Warner Archive Collection


Verboten!
Warner Archive Collection
1959 / Color / 1:85 enhanced widescreen / 93 min. / Street Date June 22, 2010 / available through the Warner Archive Collection / 24.95
Starring James Best, Susan Cummings, Tom Pittman, Paul Dubov, Harold Daye, Steven Geray.
Cinematography
Joseph F. Biroc
Film Editor Philip Cahn
Original Music Harry Sukman
Written, Produced, Directed by Samuel Fuller

Reviewed by Glenn Erickson

Master of the cinematic tabloid headline, Sam Fuller blossomed for a few short years making tough-minded studio "A" pictures for Darryl Zanuck at Fox. But his budgets shrunk after that deal ended, and despite a couple of near-masterpieces (Run of the Arrow for certain) Fuller's ambitions, if not his creativity, were cramped by smaller-scale limitations. The director's thematically ambitious Underworld U.S.A and The Crimson Kimono were cheap Columbia productions released like ordinary star-challenged program pictures.

1959's Verboten! was a co-production of Fuller's Globe Enterprises and the RKO studio, which folded before the film could be released. American distribution rights were sold to Columbia, robbing Fuller of the chance to promote his film as a "special" item.

Film historians tell us that Stanley Kramer's Judgment at Nuremberg is the first mainstream American film to feature Nazi atrocity footage from the concentration camps, but Fuller uses a montage of this harrowing material in his own no-budget rendering of the war crimes trials. In their divergent ways Kramer and Fuller's aims sometimes coincided. Both The Defiant Ones and The Crimson Kimono are about race prejudice. In Verboten! Fuller takes on the immediate situation in postwar Germany, tackling a big subject with resources barely adequate to film a television episode.

Fuller makes heavy use of stock footage to tell the story of Sgt. David Brent (James Best), a Fuller everyman (every-rifleman?) hero who helps assault the small German town of Rothbach, but is wounded and trapped among the enemy. Fraulein Helga Schiller (Susan Cummings) heals Brent and hides him from the retreating SS. Germany capitulates but Brent is determined to stay on and marry Helga. He musters out and takes a civilian job in the occupation office attempting to get Rothbach back on its feet. The locals and the Burgomeister (Steven Geray) cooperate happily, but die-hard ex-Nazi soldiers form a resistance movement called "The Werewolves" to murder occupying G.I.s, steal supplies and food and create unrest among the German population. The local leader Bruno Eckhart (Tom Pittman) works right in Brent's supply office, surreptitiously using his influential position to advance the terror of the Werewolves. He tells Brent that Helga's only interest in their marriage is a steady paycheck and fringe benefits like potential U.S. citizenship. Making things more complicated is Helga's younger brother Franz (Harold Daye), an impressionable former Hitler Youth who only slowly realizes the evil of Nazi teachings.

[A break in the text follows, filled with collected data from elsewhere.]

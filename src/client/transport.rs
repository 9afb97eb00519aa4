//! HTTP transport for the chat client.

use futures::StreamExt;
use reqwest::header::{HeaderValue, AUTHORIZATION};
use serde_json::json;
use tracing::{debug, warn};

use super::reassembler::{ChatStatus, Reassembler};
use crate::error::{RelayError, Result};
use crate::provider::http::{shared_client, status_to_error};
use crate::server::{STREAM_PATH, USER_ID_HEADER};
use crate::stream::SseDecoder;
use crate::thread::{Principal, ThreadId, ThreadIdResolver, ThreadIdStorage};

/// A chat session against a relay server.
///
/// Holds one thread id for its whole life and a transcript that every
/// response stream is folded into.
#[derive(Debug)]
pub struct ChatClient {
    http: reqwest::Client,
    base_url: String,
    thread_id: ThreadId,
    user_id: Option<String>,
    bearer_token: Option<String>,
    transcript: Reassembler,
}

impl ChatClient {
    pub fn new(base_url: impl Into<String>, thread_id: ThreadId) -> Self {
        Self {
            http: shared_client().clone(),
            base_url: base_url.into().trim_end_matches('/').to_string(),
            thread_id,
            user_id: None,
            bearer_token: None,
            transcript: Reassembler::new(),
        }
    }

    /// Resume the thread id kept in `storage`, creating one on first use.
    pub fn from_storage(
        base_url: impl Into<String>,
        storage: &dyn ThreadIdStorage,
        principal: &Principal,
    ) -> Result<Self> {
        let thread_id = ThreadIdResolver::resolve_persisted(storage, principal)?;
        let mut client = Self::new(base_url, thread_id);
        if let Principal::Authenticated(id) = principal {
            client.user_id = Some(id.clone());
        }
        Ok(client)
    }

    pub fn with_user_id(mut self, user_id: impl Into<String>) -> Self {
        self.user_id = Some(user_id.into());
        self
    }

    pub fn with_bearer_token(mut self, token: impl Into<String>) -> Self {
        self.bearer_token = Some(token.into());
        self
    }

    pub fn with_http_client(mut self, http: reqwest::Client) -> Self {
        self.http = http;
        self
    }

    pub fn thread_id(&self) -> &ThreadId {
        &self.thread_id
    }

    pub fn transcript(&self) -> &Reassembler {
        &self.transcript
    }

    pub fn status(&self) -> &ChatStatus {
        self.transcript.status()
    }

    /// Send one user turn and fold the response into the transcript.
    pub async fn send(&mut self, text: &str) -> Result<ChatStatus> {
        self.send_with(text, |_| {}).await
    }

    /// Like [`send`](Self::send), calling `on_update` after every applied event.
    ///
    /// Errors are returned only when no stream was opened (rejected turn,
    /// unreachable server). A stream that ends early is reported through
    /// [`ChatStatus::Truncated`].
    pub async fn send_with<F>(&mut self, text: &str, mut on_update: F) -> Result<ChatStatus>
    where
        F: FnMut(&Reassembler),
    {
        let user = self.transcript.push_user_message(text).clone();
        let body = json!({
            "threadId": self.thread_id,
            "messages": [user],
        });

        let mut request = self
            .http
            .post(format!("{}{}", self.base_url, STREAM_PATH))
            .json(&body);
        if let Some(user_id) = &self.user_id {
            request = request.header(USER_ID_HEADER, user_id);
        }
        if let Some(token) = &self.bearer_token {
            if let Ok(value) = HeaderValue::from_str(&format!("Bearer {token}")) {
                request = request.header(AUTHORIZATION, value);
            }
        }

        self.transcript.begin_stream();
        let response = match request.send().await {
            Ok(response) => response,
            Err(err) => {
                self.transcript.on_transport_closed();
                return Err(RelayError::Network(err));
            }
        };

        let status = response.status().as_u16();
        if !response.status().is_success() {
            let body = response.text().await.unwrap_or_default();
            self.transcript.on_transport_closed();
            return Err(match status {
                400 => RelayError::InvalidTurn(error_field(&body).unwrap_or(body)),
                _ => status_to_error(status, &body),
            });
        }

        let mut decoder = SseDecoder::new();
        let mut bytes = response.bytes_stream();
        'read: while let Some(chunk) = bytes.next().await {
            let chunk = match chunk {
                Ok(chunk) => chunk,
                Err(err) => {
                    warn!(thread_id = %self.thread_id, error = %err, "response stream broke");
                    break;
                }
            };
            for frame in decoder.push(&chunk) {
                match frame.into_event() {
                    Ok(Some(event)) => {
                        self.transcript.apply(event);
                        on_update(&self.transcript);
                    }
                    Ok(None) => break 'read,
                    Err(err) => debug!(error = %err, "skipping undecodable frame"),
                }
            }
        }
        if let Some(frame) = decoder.finish() {
            if let Ok(Some(event)) = frame.into_event() {
                self.transcript.apply(event);
                on_update(&self.transcript);
            }
        }

        self.transcript.on_transport_closed();
        Ok(self.transcript.status().clone())
    }
}

fn error_field(body: &str) -> Option<String> {
    let value: serde_json::Value = serde_json::from_str(body).ok()?;
    value.get("error")?.as_str().map(str::to_string)
}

Sam Fuller once again bites off a big chunk of controversy. In 1959 the news from the Cold War front was that West Germany's recovery was succeeding despite signs of nascent Neo-Naziism. Fuller starts his story from the beginning, to remind his audience that the victory in Europe had been a messy problem, at the very least. In the late 1940s the media was too busy funneling official doctrine about the new Communist menace to give full coverage to the problems faced by the Allied occupiers of West Germany. Propaganda from the East (alluded to in the movie) screamed that the U.S. was restructuring West Germany's economy with ex-Nazis in prominent positions.

The best scenes in Verboten! come right at the beginning. Fuller injects realism into David Brent's street fighting, played out on an obvious Hollywood back lot, but the budget simply isn't adequate to the scale of his story. We stay in a few battered rooms while the victory is shown through dramatic but unconvincingly integrated war stock footage. Newly-filmed scenes look cramped, with the same dozen or so extras milling about on very un-European streets (no cobblestones). In two separate scenes, the same streetwalker is leaning up against the same wall in the exact same pose. Fuller has no budgetary room to properly stage a Werewolf attack or a food riot outside the occupation headquarters.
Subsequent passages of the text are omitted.